The call for a delay infuriated al-Qosi's defense lawyers, who have long maintained that their client was nothing more than a cook for bin Laden, and of no more significance than Salim Hamdan, one of bin Laden's drivers, who is now a free man in Yemen, having served a five-month sentence that he was given after his trial last August. As Reuters described it, al-Qosi's lawyers asked the military judge "to either dismiss the charges or move forward."
"You cannot sit somebody in indefinite detention," Navy Lt. Cmdr. Travis Owens said. "It violates every principle we have as Americans." Invoking what Carol Rosenberg of the Miami Herald described as a "justice-delayed, justice-denied" argument, on the grounds that al-Qosi "was among the first men taken to the prison camps when they opened in January 2002," Owens added, "He was one of the guys who was kept in the dog cages. Talk about oppressive confinement."
Challenges and calls for delay in the case of Mohammed Kamin
While the judge, Air Force Lt. Col.
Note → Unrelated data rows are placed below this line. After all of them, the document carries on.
//! Request schema and boundary validation
//!
//! Inbound goal requests are parsed into an explicit record once, here, and
//! turned into typed engine inputs. Nothing untyped crosses into `planner`.

mod goal;
mod numeric;

pub use goal::{GoalRequest, months_until};
pub use numeric::{coerce_number, coerce_integer};
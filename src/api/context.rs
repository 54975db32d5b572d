//! Immutable per-process state shared by all requests

use crate::config::ServiceConfig;
use crate::error::Result;
use crate::market::{load_default_funds, load_funds, FundTable, MarketDataSource, SnapshotMarketData};
use chrono::{NaiveDate, Utc};
use log::info;

pub struct ServiceContext {
    pub config: ServiceConfig,
    pub funds: FundTable,
    pub market: Box<dyn MarketDataSource>,
    clock: fn() -> NaiveDate,
}

impl ServiceContext {
    pub fn new(config: ServiceConfig, funds: FundTable, market: Box<dyn MarketDataSource>) -> Self {
        Self {
            config,
            funds,
            market,
            clock: utc_today,
        }
    }

    /// Load datasets named by `config`, falling back to the bundled snapshots
    pub fn load(config: ServiceConfig) -> Result<Self> {
        let funds = match &config.fund_data_path {
            Some(path) => load_funds(path)?,
            None => load_default_funds()?,
        };
        let market = match &config.market_data_path {
            Some(path) => SnapshotMarketData::from_path(path)?,
            None => SnapshotMarketData::bundled()?,
        };
        info!("Service ready: {} funds, {} market cap symbols", funds.len(), market.len());
        Ok(Self::new(config, funds, Box::new(market)))
    }

    /// Pin the date used to resolve `target_date` fields
    pub fn with_clock(mut self, clock: fn() -> NaiveDate) -> Self {
        self.clock = clock;
        self
    }

    pub fn today(&self) -> NaiveDate {
        (self.clock)()
    }
}

fn utc_today() -> NaiveDate {
    Utc::now().date_naive()
}
//! Savings goal planner
//!
//! Computes the monthly contribution needed to reach a savings goal,
//! whether the household can afford it, and guidance on closing any gap.
//! Also serves read-only fund performance and market capitalization data.
//!
//! - `planner`: the feasibility engine (pure, stateless)
//! - `request`: boundary validation into typed engine inputs
//! - `market`: fund table and market cap sources
//! - `api`: axum router and handlers for the HTTP API

pub mod api;
pub mod config;
pub mod error;
pub mod market;
pub mod planner;
pub mod request;

pub use config::ServiceConfig;
pub use error::{PlannerError, ValidationError};
pub use planner::{compute_required_contribution, evaluate_goal, FinancesInput, GoalInput, PlanResult};
pub use request::GoalRequest;
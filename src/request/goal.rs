//! Goal request schema

use super::numeric::{coerce_integer, coerce_number};
use crate::error::ValidationError;
use crate::planner::{FinancesInput, GoalInput, DEFAULT_ANNUAL_ROI, DEFAULT_MONTHS_LEFT};
use chrono::{Datelike, NaiveDate};
use serde::{Deserialize, Serialize};
use serde_json::Value;

/// Goal evaluation request as received from a client.
///
/// Numeric fields are kept as raw JSON values until `validate` so that a
/// bad field can be reported by name instead of as a generic parse error.
#[derive(Debug, Clone, Default, Serialize, Deserialize)]
pub struct GoalRequest {
    #[serde(default)]
    pub goal_name: Option<String>,

    #[serde(default)]
    pub target_amount: Option<Value>,

    #[serde(default)]
    pub monthly_income: Option<Value>,

    #[serde(default)]
    pub fixed_expenses: Option<Value>,

    #[serde(default)]
    pub current_savings: Option<Value>,

    /// Defaults to 12 when omitted
    #[serde(default)]
    pub months_left: Option<Value>,

    /// Percent, defaults to 12 when omitted
    #[serde(default)]
    pub annual_roi: Option<Value>,

    /// Deadline as `YYYY-MM-DD`; used to derive `months_left` when that is omitted
    #[serde(default)]
    pub target_date: Option<String>,
}

impl GoalRequest {
    /// Parse a request body. The body must be a JSON object.
    pub fn from_json(body: &[u8]) -> Result<Self, ValidationError> {
        let value: Value = serde_json::from_slice(body)
            .map_err(|e| ValidationError::MalformedBody(e.to_string()))?;
        Self::from_value(value)
    }

    /// Build a request from an already-parsed JSON value
    pub fn from_value(value: Value) -> Result<Self, ValidationError> {
        if !value.is_object() {
            return Err(ValidationError::MalformedBody(format!(
                "expected an object, got {}",
                json_kind(&value)
            )));
        }
        serde_json::from_value(value).map_err(|e| ValidationError::MalformedBody(e.to_string()))
    }

    /// Validate every field and produce typed engine inputs.
    ///
    /// `today` anchors `target_date`; it is only read when `months_left`
    /// is absent and a date is given.
    pub fn validate(&self, today: NaiveDate) -> Result<(GoalInput, FinancesInput), ValidationError> {
        let goal_name = match &self.goal_name {
            None => return Err(ValidationError::MissingField("goal_name")),
            Some(name) if name.trim().is_empty() => return Err(ValidationError::EmptyGoalName),
            Some(name) => name.clone(),
        };

        let target_amount = required_number("target_amount", &self.target_amount)?;
        let monthly_income = required_number("monthly_income", &self.monthly_income)?;
        let fixed_expenses = required_number("fixed_expenses", &self.fixed_expenses)?;
        let current_savings = required_number("current_savings", &self.current_savings)?;

        let months_left = match (&self.months_left, &self.target_date) {
            (Some(months), _) => coerce_integer("months_left", months)?,
            (None, Some(date)) => {
                let deadline = NaiveDate::parse_from_str(date.trim(), "%Y-%m-%d")
                    .map_err(|_| ValidationError::InvalidDate(date.clone()))?;
                months_until(today, deadline)
            }
            (None, None) => DEFAULT_MONTHS_LEFT,
        };

        let annual_roi = match &self.annual_roi {
            Some(roi) => coerce_number("annual_roi", roi)?,
            None => DEFAULT_ANNUAL_ROI,
        };
        // Monthly growth factor 1 + roi/1200 must stay positive
        if annual_roi <= -1200.0 {
            return Err(ValidationError::RateOutOfRange(annual_roi));
        }

        let goal = GoalInput {
            goal_name,
            target_amount,
            current_savings,
            months_left,
            annual_roi,
        };
        let finances = FinancesInput { monthly_income, fixed_expenses };
        Ok((goal, finances))
    }
}

fn required_number(field: &'static str, value: &Option<Value>) -> Result<f64, ValidationError> {
    match value {
        Some(v) => coerce_number(field, v),
        None => Err(ValidationError::MissingField(field)),
    }
}

fn json_kind(value: &Value) -> &'static str {
    match value {
        Value::Null => "null",
        Value::Bool(_) => "a boolean",
        Value::Number(_) => "a number",
        Value::String(_) => "a string",
        Value::Array(_) => "an array",
        Value::Object(_) => "an object",
    }
}

/// Whole calendar months from `from` until `to`.
///
/// A month only counts once its day-of-month is reached, so
/// 2024-01-31 → 2024-02-29 is 0 months. Negative when `to` is in the past.
pub fn months_until(from: NaiveDate, to: NaiveDate) -> i64 {
    let mut months = i64::from(to.year() - from.year()) * 12
        + i64::from(to.month()) - i64::from(from.month());
    if months > 0 && to.day() < from.day() {
        months -= 1;
    } else if months < 0 && to.day() > from.day() {
        months += 1;
    }
    months
}
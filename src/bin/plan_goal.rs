//! Evaluate a single savings goal from the command line
//!
//! Example:
//!   plan_goal --goal-name "Car" --target-amount 120000 --monthly-income 15000 \
//!             --fixed-expenses 5000 --current-savings 0 --months-left 12 --annual-roi 0

use anyhow::{bail, Context, Result};
use chrono::{NaiveDate, Utc};
use clap::Parser;
use savings_planner::{evaluate_goal, GoalRequest};
use serde_json::Value;

#[derive(Parser, Debug)]
#[command(name = "plan_goal", about = "Required monthly saving and feasibility for one goal")]
struct Args {
    /// Label for the goal
    #[arg(long)]
    goal_name: String,

    #[arg(long, allow_negative_numbers = true)]
    target_amount: f64,

    #[arg(long, allow_negative_numbers = true)]
    monthly_income: f64,

    #[arg(long, allow_negative_numbers = true)]
    fixed_expenses: f64,

    #[arg(long, allow_negative_numbers = true)]
    current_savings: f64,

    /// Contribution months remaining [default: 12]
    #[arg(long, allow_negative_numbers = true)]
    months_left: Option<i64>,

    /// Expected annual return in percent [default: 12]
    #[arg(long, allow_negative_numbers = true)]
    annual_roi: Option<f64>,

    /// Deadline (YYYY-MM-DD), used when --months-left is not given
    #[arg(long)]
    target_date: Option<String>,

    /// Date to count months from [default: today, UTC]
    #[arg(long)]
    today: Option<NaiveDate>,

    /// Pretty-print the JSON result
    #[arg(long)]
    pretty: bool,
}

impl Args {
    /// NaN and infinities parse as f64 but are not amounts
    fn check_finite(&self) -> Result<()> {
        let amounts = [
            ("--target-amount", Some(self.target_amount)),
            ("--monthly-income", Some(self.monthly_income)),
            ("--fixed-expenses", Some(self.fixed_expenses)),
            ("--current-savings", Some(self.current_savings)),
            ("--annual-roi", self.annual_roi),
        ];
        for (flag, value) in amounts {
            if let Some(v) = value {
                if !v.is_finite() {
                    bail!("{flag} must be a finite number, got {v}");
                }
            }
        }
        Ok(())
    }
}

impl From<&Args> for GoalRequest {
    fn from(args: &Args) -> Self {
        GoalRequest {
            goal_name: Some(args.goal_name.clone()),
            target_amount: Some(Value::from(args.target_amount)),
            monthly_income: Some(Value::from(args.monthly_income)),
            fixed_expenses: Some(Value::from(args.fixed_expenses)),
            current_savings: Some(Value::from(args.current_savings)),
            months_left: args.months_left.map(Value::from),
            annual_roi: args.annual_roi.map(Value::from),
            target_date: args.target_date.clone(),
        }
    }
}

fn main() -> Result<()> {
    env_logger::init();
    let args = Args::parse();
    args.check_finite()?;

    let today = args.today.unwrap_or_else(|| Utc::now().date_naive());
    let (goal, finances) = GoalRequest::from(&args)
        .validate(today)
        .context("Invalid goal")?;

    let result = evaluate_goal(&goal, &finances);
    let output = if args.pretty {
        serde_json::to_string_pretty(&result)?
    } else {
        serde_json::to_string(&result)?
    };
    println!("{}", output);
    Ok(())
}

#[cfg(test)]
mod tests {
    use super::*;

    fn args(extra: &[&str]) -> Args {
        let mut argv = vec![
            "plan_goal",
            "--goal-name",
            "Car",
            "--target-amount",
            "120000",
            "--monthly-income",
            "15000",
            "--fixed-expenses",
            "5000",
            "--current-savings",
            "0",
        ];
        argv.extend_from_slice(extra);
        Args::try_parse_from(argv).unwrap()
    }

    #[test]
    fn test_finite_args_accepted() {
        let args = args(&["--annual-roi", "-6", "--months-left", "24"]);
        assert!(args.check_finite().is_ok());

        let (goal, _) = GoalRequest::from(&args).validate(NaiveDate::from_ymd_opt(2024, 1, 15).unwrap()).unwrap();
        assert_eq!(goal.annual_roi, -6.0);
        assert_eq!(goal.months_left, 24);
    }

    #[test]
    fn test_nan_amount_rejected_by_flag_name() {
        let mut args = args(&[]);
        args.target_amount = "NaN".parse().unwrap();
        let err = args.check_finite().unwrap_err().to_string();
        assert!(err.contains("--target-amount"), "{err}");
        assert!(!err.contains("missing"));
    }

    #[test]
    fn test_infinite_rate_rejected() {
        let args = args(&["--annual-roi", "inf"]);
        let err = args.check_finite().unwrap_err().to_string();
        assert!(err.contains("--annual-roi"), "{err}");
    }
}
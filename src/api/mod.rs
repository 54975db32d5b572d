//! HTTP boundary built on an axum `Router`
//!
//! `router` wires every endpoint to a shared `ServiceContext`; the Lambda
//! binary hands the router straight to `lambda_http::run`. Errors are
//! rendered as `{"error": "<message>"}` with the matching status.

mod context;
mod handlers;
mod routes;

pub use context::ServiceContext;
pub use routes::router;

use axum::http::StatusCode;
use axum::response::{IntoResponse, Response};
use axum::Json;
use serde_json::json;

/// Error response carried back to the client as JSON
#[derive(Debug, Clone, PartialEq)]
pub struct ApiError {
    pub status: StatusCode,
    pub message: String,
}

impl ApiError {
    pub fn new(status: StatusCode, message: impl Into<String>) -> Self {
        Self { status, message: message.into() }
    }

    pub fn bad_request(message: impl Into<String>) -> Self {
        Self::new(StatusCode::BAD_REQUEST, message)
    }
}

impl IntoResponse for ApiError {
    fn into_response(self) -> Response {
        (self.status, Json(json!({ "error": self.message }))).into_response()
    }
}
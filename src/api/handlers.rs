//! Endpoint handlers

use super::{ApiError, ServiceContext};
use crate::error::ValidationError;
use crate::market::{lookup_market_caps, parse_symbols, FundRecord, MarketCapQuote, ReturnHorizon};
use crate::planner::{evaluate_batch, evaluate_goal, PlanResult};
use crate::request::{coerce_number, GoalRequest};
use axum::extract::rejection::JsonRejection;
use axum::extract::{Query, State};
use axum::http::{StatusCode, Uri};
use axum::Json;
use log::error;
use serde::{Deserialize, Serialize};
use serde_json::{json, Value};
use std::sync::Arc;

type Shared = State<Arc<ServiceContext>>;

/// Blank query values count as absent
fn param(value: &Option<String>) -> Option<&str> {
    value.as_deref().map(str::trim).filter(|v| !v.is_empty())
}

fn malformed(rejection: JsonRejection) -> ApiError {
    ApiError::bad_request(ValidationError::MalformedBody(rejection.body_text()).to_string())
}

pub(super) async fn health() -> Json<Value> {
    Json(json!({ "status": "ok" }))
}

pub(super) async fn hello() -> Json<Value> {
    Json(json!({ "message": "Hello, World!" }))
}

pub(super) async fn not_found(uri: Uri) -> ApiError {
    ApiError::new(StatusCode::NOT_FOUND, format!("no route for {}", uri.path()))
}

pub(super) async fn plan(
    State(ctx): Shared,
    payload: Result<Json<Value>, JsonRejection>,
) -> Result<Json<PlanResult>, ApiError> {
    let Json(body) = payload.map_err(malformed)?;
    let (goal, finances) = GoalRequest::from_value(body)
        .and_then(|request| request.validate(ctx.today()))
        .map_err(|e| ApiError::bad_request(e.to_string()))?;
    Ok(Json(evaluate_goal(&goal, &finances)))
}

#[derive(Deserialize)]
pub(super) struct BatchRequest {
    goals: Vec<Value>,
}

#[derive(Serialize)]
pub(super) struct Results<T> {
    results: Vec<T>,
}

#[derive(Serialize)]
#[serde(untagged)]
pub(super) enum BatchEntry {
    Plan(PlanResult),
    Invalid { error: String },
}

pub(super) async fn plan_batch(
    State(ctx): Shared,
    payload: Result<Json<BatchRequest>, JsonRejection>,
) -> Result<Json<Results<BatchEntry>>, ApiError> {
    let Json(BatchRequest { goals }) = payload.map_err(malformed)?;
    if goals.len() > ctx.config.max_batch_goals {
        return Err(ApiError::bad_request(format!(
            "at most {} goals per batch, got {}",
            ctx.config.max_batch_goals,
            goals.len()
        )));
    }

    let requests = goals
        .into_iter()
        .enumerate()
        .map(|(idx, goal)| GoalRequest::from_value(goal).map_err(|e| ApiError::bad_request(format!("goals[{idx}]: {e}"))))
        .collect::<Result<Vec<_>, _>>()?;

    let results = evaluate_batch(&requests, ctx.today())
        .into_iter()
        .map(|result| match result {
            Ok(plan) => BatchEntry::Plan(plan),
            Err(e) => BatchEntry::Invalid { error: e.to_string() },
        })
        .collect();
    Ok(Json(Results { results }))
}

#[derive(Debug, Deserialize)]
pub(super) struct TopFundsParams {
    horizon: Option<String>,
    limit: Option<String>,
    category: Option<String>,
}

#[derive(Serialize)]
pub(super) struct TopFunds {
    horizon: ReturnHorizon,
    category: Option<String>,
    funds: Vec<FundRecord>,
}

pub(super) async fn top_funds(
    State(ctx): Shared,
    Query(params): Query<TopFundsParams>,
) -> Result<Json<TopFunds>, ApiError> {
    let horizon = match param(&params.horizon) {
        Some(raw) => raw.parse::<ReturnHorizon>().map_err(ApiError::bad_request)?,
        None => ReturnHorizon::default(),
    };

    let limit = match param(&params.limit) {
        Some(raw) => {
            let n = raw
                .parse::<usize>()
                .map_err(|_| ApiError::bad_request(format!("limit must be a non-negative integer, got '{raw}'")))?;
            if n > ctx.config.max_funds_limit {
                return Err(ApiError::bad_request(format!(
                    "limit {n} exceeds the maximum of {}",
                    ctx.config.max_funds_limit
                )));
            }
            n
        }
        None => ctx.config.top_funds_limit,
    };

    let category = param(&params.category);
    let funds = ctx.funds.top(horizon, limit, category).into_iter().cloned().collect();
    Ok(Json(TopFunds {
        horizon,
        category: category.map(str::to_string),
        funds,
    }))
}

#[derive(Debug, Deserialize)]
pub(super) struct MarketCapsParams {
    symbols: Option<String>,
    symbol: Option<String>,
}

pub(super) async fn market_caps(
    State(ctx): Shared,
    Query(params): Query<MarketCapsParams>,
) -> Result<Json<Results<MarketCapQuote>>, ApiError> {
    let raw = param(&params.symbols).or_else(|| param(&params.symbol));
    let symbols = raw.map(parse_symbols).unwrap_or_default();
    if symbols.is_empty() {
        return Err(ApiError::bad_request("query parameter 'symbols' is required"));
    }

    match lookup_market_caps(ctx.market.as_ref(), &symbols) {
        Ok(results) => Ok(Json(Results { results })),
        Err(e) => {
            error!("Market data lookup failed for {:?}: {}", symbols, e);
            Err(ApiError::new(StatusCode::BAD_GATEWAY, e.to_string()))
        }
    }
}

#[derive(Debug, Deserialize)]
pub(super) struct AddParams {
    a: Option<String>,
    b: Option<String>,
}

pub(super) async fn add(Query(params): Query<AddParams>) -> Result<Json<Value>, ApiError> {
    let operand = |name: &'static str, value: &Option<String>| -> Result<f64, ApiError> {
        let raw = param(value)
            .ok_or_else(|| ApiError::bad_request(format!("missing required query parameter '{name}'")))?;
        coerce_number(name, &Value::String(raw.to_string())).map_err(|e| ApiError::bad_request(e.to_string()))
    };

    let a = operand("a", &params.a)?;
    let b = operand("b", &params.b)?;
    let sum = a + b;
    if !sum.is_finite() {
        return Err(ApiError::bad_request(format!("sum of {a} and {b} is not a finite number")));
    }
    Ok(Json(json!({ "a": a, "b": b, "sum": sum })))
}
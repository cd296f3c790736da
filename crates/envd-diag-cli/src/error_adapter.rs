//! Adapters for rendering envd diagnostics and errors with miette.
//!
//! This module provides the bridge between the library's diagnostic and
//! error types and miette's rich report formatting used in the CLI.
//!
//! # Source snippets
//!
//! A [`DiagnosticAdapter`] shows a snippet of the referenced file when its
//! contents are supplied and the diagnostic's position falls inside them.
//! Otherwise the report names the file and position in its help text.

use std::fmt;

use miette::{Diagnostic as MietteDiagnostic, LabeledSpan, NamedSource, SourceSpan};

use envd_diag::{Diagnostic, EnvdDiagError, Position, Severity};

/// Adapter for a single envd diagnostic.
pub struct DiagnosticAdapter<'a> {
    /// The wrapped diagnostic
    diag: &'a Diagnostic,
    /// Contents of the referenced file, named after its path
    src: Option<NamedSource<String>>,
    /// Byte offset of the diagnostic's position within `src`
    offset: Option<usize>,
}

impl<'a> DiagnosticAdapter<'a> {
    /// Create a new diagnostic adapter.
    ///
    /// `source` is the content of the file at the diagnostic's path, if it
    /// could be read.
    pub fn new(diag: &'a Diagnostic, source: Option<String>) -> Self {
        let offset = source
            .as_deref()
            .and_then(|src| offset_of(src, diag.range().start()));

        let src = match offset {
            Some(_) => source.map(|src| NamedSource::new(diag.path(), src)),
            None => None,
        };

        Self { diag, src, offset }
    }

    /// Returns `true` if the report will include a source snippet.
    pub fn has_snippet(&self) -> bool {
        self.src.is_some()
    }
}

impl fmt::Debug for DiagnosticAdapter<'_> {
    fn fmt(&self, f: &mut fmt::Formatter<'_>) -> fmt::Result {
        f.debug_struct("DiagnosticAdapter")
            .field("diag", &self.diag)
            .field("offset", &self.offset)
            .finish()
    }
}

impl fmt::Display for DiagnosticAdapter<'_> {
    fn fmt(&self, f: &mut fmt::Formatter<'_>) -> fmt::Result {
        write!(f, "{}", self.diag.message())
    }
}

impl std::error::Error for DiagnosticAdapter<'_> {}

impl MietteDiagnostic for DiagnosticAdapter<'_> {
    fn code<'a>(&'a self) -> Option<Box<dyn fmt::Display + 'a>> {
        Some(Box::new(self.diag.source()))
    }

    fn severity(&self) -> Option<miette::Severity> {
        Some(match self.diag.severity() {
            Severity::Error => miette::Severity::Error,
            Severity::Warning => miette::Severity::Warning,
        })
    }

    fn help<'a>(&'a self) -> Option<Box<dyn fmt::Display + 'a>> {
        if self.has_snippet() {
            return None;
        }

        Some(Box::new(format!(
            "reported at {}",
            display_location(self.diag.path(), self.diag.range().start())
        )))
    }

    fn source_code(&self) -> Option<&dyn miette::SourceCode> {
        self.src.as_ref().map(|src| src as &dyn miette::SourceCode)
    }

    fn labels(&self) -> Option<Box<dyn Iterator<Item = LabeledSpan> + '_>> {
        if self.src.is_none() {
            return None;
        }
        let offset = self.offset?;

        let label = LabeledSpan::new_primary_with_span(
            Some(display_location(self.diag.path(), self.diag.range().start())),
            SourceSpan::new(offset.into(), 0),
        );
        Some(Box::new(std::iter::once(label)))
    }
}

/// Adapter for [`EnvdDiagError`].
///
/// These errors carry no source location; they describe failures of the
/// tool itself, such as unreadable input or invalid configuration.
pub struct ErrorAdapter<'a>(pub &'a EnvdDiagError);

impl fmt::Debug for ErrorAdapter<'_> {
    fn fmt(&self, f: &mut fmt::Formatter<'_>) -> fmt::Result {
        fmt::Debug::fmt(&self.0, f)
    }
}

impl fmt::Display for ErrorAdapter<'_> {
    fn fmt(&self, f: &mut fmt::Formatter<'_>) -> fmt::Result {
        fmt::Display::fmt(&self.0, f)
    }
}

impl std::error::Error for ErrorAdapter<'_> {
    fn source(&self) -> Option<&(dyn std::error::Error + 'static)> {
        std::error::Error::source(self.0)
    }
}

impl MietteDiagnostic for ErrorAdapter<'_> {
    fn code<'a>(&'a self) -> Option<Box<dyn fmt::Display + 'a>> {
        let code = match &self.0 {
            EnvdDiagError::Io(_) => "envd_diag::io",
            EnvdDiagError::Config(_) => "envd_diag::config",
            EnvdDiagError::Session { .. } => "envd_diag::session",
            EnvdDiagError::Json(_) => "envd_diag::json",
        };
        Some(Box::new(code))
    }

    fn help<'a>(&'a self) -> Option<Box<dyn fmt::Display + 'a>> {
        match &self.0 {
            EnvdDiagError::Session { .. } => Some(Box::new(
                "session streams carry one JSON document per line",
            )),
            _ => None,
        }
    }
}

/// Format a zero-based position as a 1-based `path:line:col` string.
fn display_location(path: &str, position: Position) -> String {
    format!(
        "{path}:{}:{}",
        position.line() + 1,
        position.character() + 1
    )
}

/// Byte offset of a zero-based line/character position in `src`.
///
/// Characters are counted as Unicode scalar values. A position one past the
/// end of a line is accepted; anything further is not.
fn offset_of(src: &str, position: Position) -> Option<usize> {
    let mut line_start = 0;
    for _ in 0..position.line() {
        line_start += src[line_start..].find('\n')? + 1;
    }

    let line = src[line_start..].split('\n').next().unwrap_or_default();
    let character = usize::try_from(position.character()).ok()?;
    let in_line = line
        .char_indices()
        .map(|(index, _)| index)
        .chain(std::iter::once(line.len()))
        .nth(character)?;

    Some(line_start + in_line)
}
Nancy Paul, refused to make an immediate ruling on the prosecutors' request, even more chaotic scenes took place in an adjacent courtroom, where a second pre-trial hearing was taking place in the case of Mohammed Kamin, an Afghan seized in 2003.
Kamin's is one of the more ludicrous cases put forward for a trial by Military Commission -- or, for that matter, any kind of trial -- as I explained last March, when he was arraigned:
[Kamin] is accused of "providing material support for terrorism," specifically by receiving training at "an al-Qaeda training camp," conducting surveillance on US and coalition military bases and activities, planting two mines under a bridge, and launching missiles at the city of Khost while it was occupied by US and coalition forces. He is not charged with harming, let along killing US forces, and were it not for his supposed al-Qaeda connection -- he apparently stated in interrogation that he was "recruited by an al-Qaeda cell leader" -- it would, I think, be impossible to make the case that he was involved in "terrorism" at all.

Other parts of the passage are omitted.